• [WHAT YOU SHOULD DO]: Read through the listing below and return only the lines containing "impl".

• [SUPPLIED MATERIAL]:

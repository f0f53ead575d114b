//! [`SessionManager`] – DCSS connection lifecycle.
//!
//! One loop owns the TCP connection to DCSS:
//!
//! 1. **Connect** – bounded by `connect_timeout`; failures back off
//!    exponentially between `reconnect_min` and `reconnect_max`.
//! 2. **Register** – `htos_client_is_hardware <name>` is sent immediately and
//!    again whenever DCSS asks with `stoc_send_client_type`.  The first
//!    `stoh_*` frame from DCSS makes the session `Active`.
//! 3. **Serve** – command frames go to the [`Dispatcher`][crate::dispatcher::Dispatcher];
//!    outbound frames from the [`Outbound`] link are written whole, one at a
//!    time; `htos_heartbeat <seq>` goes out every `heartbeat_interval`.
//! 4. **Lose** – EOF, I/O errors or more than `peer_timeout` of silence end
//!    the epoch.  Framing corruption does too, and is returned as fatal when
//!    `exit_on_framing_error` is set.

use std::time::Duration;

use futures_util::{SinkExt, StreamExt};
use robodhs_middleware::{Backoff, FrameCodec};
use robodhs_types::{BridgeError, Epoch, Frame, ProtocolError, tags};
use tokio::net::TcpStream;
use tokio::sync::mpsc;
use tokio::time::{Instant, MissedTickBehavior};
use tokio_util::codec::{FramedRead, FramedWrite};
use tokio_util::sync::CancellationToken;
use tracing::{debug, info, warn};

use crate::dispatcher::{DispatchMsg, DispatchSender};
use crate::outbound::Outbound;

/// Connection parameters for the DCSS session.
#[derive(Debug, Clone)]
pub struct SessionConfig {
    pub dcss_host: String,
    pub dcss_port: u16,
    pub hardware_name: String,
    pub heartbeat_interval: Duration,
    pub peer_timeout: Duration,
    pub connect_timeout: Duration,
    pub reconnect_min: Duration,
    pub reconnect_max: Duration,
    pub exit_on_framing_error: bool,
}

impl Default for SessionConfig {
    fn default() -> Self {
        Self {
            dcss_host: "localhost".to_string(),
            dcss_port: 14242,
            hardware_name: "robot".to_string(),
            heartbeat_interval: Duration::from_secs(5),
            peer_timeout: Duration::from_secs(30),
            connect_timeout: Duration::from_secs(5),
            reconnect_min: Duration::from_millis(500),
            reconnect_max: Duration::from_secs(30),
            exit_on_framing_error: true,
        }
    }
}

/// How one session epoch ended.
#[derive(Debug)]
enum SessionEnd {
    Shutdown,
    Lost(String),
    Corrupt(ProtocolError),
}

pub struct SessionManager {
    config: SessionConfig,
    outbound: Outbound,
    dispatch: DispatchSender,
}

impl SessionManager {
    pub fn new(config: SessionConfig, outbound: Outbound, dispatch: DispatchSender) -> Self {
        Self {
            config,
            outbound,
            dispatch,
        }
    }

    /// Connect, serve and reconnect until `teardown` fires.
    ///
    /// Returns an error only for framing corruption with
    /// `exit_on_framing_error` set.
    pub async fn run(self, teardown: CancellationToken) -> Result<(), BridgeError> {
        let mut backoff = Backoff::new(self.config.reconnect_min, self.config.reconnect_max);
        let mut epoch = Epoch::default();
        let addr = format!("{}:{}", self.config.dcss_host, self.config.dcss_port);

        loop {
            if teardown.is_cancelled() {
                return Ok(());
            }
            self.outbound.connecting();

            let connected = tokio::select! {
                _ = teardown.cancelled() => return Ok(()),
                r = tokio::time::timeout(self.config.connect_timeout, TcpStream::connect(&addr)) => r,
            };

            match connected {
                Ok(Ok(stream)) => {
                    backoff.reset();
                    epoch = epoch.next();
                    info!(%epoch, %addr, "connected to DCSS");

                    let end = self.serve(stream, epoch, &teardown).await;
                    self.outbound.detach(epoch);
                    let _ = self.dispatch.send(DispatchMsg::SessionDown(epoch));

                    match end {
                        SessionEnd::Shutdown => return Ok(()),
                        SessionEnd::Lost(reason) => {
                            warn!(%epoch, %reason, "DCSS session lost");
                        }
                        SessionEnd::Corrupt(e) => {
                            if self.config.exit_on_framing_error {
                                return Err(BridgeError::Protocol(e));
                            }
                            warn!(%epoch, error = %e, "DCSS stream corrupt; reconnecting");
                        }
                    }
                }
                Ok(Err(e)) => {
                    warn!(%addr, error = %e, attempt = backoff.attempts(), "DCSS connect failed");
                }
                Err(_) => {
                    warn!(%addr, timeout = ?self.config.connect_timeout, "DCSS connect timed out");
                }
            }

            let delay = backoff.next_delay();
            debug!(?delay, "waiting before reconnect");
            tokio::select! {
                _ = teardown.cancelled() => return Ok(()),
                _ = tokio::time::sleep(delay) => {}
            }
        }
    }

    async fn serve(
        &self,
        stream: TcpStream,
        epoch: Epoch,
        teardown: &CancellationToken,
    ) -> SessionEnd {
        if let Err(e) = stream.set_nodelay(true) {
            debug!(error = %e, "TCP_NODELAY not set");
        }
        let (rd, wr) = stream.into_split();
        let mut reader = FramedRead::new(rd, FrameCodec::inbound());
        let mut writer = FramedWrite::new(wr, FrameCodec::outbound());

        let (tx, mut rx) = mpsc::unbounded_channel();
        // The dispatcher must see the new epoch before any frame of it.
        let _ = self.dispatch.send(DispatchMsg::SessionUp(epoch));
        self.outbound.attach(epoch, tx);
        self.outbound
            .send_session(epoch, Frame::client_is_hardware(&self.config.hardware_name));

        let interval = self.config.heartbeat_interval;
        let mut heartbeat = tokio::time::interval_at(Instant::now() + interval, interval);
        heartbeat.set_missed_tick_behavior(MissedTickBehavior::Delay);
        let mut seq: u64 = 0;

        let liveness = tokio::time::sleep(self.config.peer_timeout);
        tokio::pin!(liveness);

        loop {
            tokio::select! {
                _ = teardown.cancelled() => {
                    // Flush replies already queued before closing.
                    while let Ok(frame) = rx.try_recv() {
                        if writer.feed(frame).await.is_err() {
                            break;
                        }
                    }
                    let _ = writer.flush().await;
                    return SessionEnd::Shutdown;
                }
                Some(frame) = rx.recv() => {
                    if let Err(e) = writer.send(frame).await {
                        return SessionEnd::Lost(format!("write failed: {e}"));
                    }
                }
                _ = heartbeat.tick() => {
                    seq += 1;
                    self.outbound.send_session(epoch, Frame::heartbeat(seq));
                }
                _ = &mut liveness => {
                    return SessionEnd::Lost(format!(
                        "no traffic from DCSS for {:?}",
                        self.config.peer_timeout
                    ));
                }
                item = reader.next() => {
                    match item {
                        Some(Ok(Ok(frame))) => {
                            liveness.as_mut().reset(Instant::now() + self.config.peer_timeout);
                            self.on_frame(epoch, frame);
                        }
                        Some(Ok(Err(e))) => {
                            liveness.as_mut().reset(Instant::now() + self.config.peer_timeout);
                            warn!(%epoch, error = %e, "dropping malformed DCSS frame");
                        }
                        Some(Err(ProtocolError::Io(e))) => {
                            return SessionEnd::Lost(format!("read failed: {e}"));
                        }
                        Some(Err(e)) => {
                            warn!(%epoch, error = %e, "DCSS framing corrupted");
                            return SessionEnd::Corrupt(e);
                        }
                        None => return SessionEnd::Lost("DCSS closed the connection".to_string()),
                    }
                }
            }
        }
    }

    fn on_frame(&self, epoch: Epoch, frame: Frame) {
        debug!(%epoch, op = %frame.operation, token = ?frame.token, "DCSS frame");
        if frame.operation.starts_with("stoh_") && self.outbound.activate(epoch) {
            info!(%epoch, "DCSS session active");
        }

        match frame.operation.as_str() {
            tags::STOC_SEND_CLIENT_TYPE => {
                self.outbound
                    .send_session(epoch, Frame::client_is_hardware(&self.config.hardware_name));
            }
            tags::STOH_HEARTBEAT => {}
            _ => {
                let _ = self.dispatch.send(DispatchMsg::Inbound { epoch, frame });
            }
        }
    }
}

• [REPLY TO THE EXERCISE]:
impl Default for SessionConfig {
impl SessionManager {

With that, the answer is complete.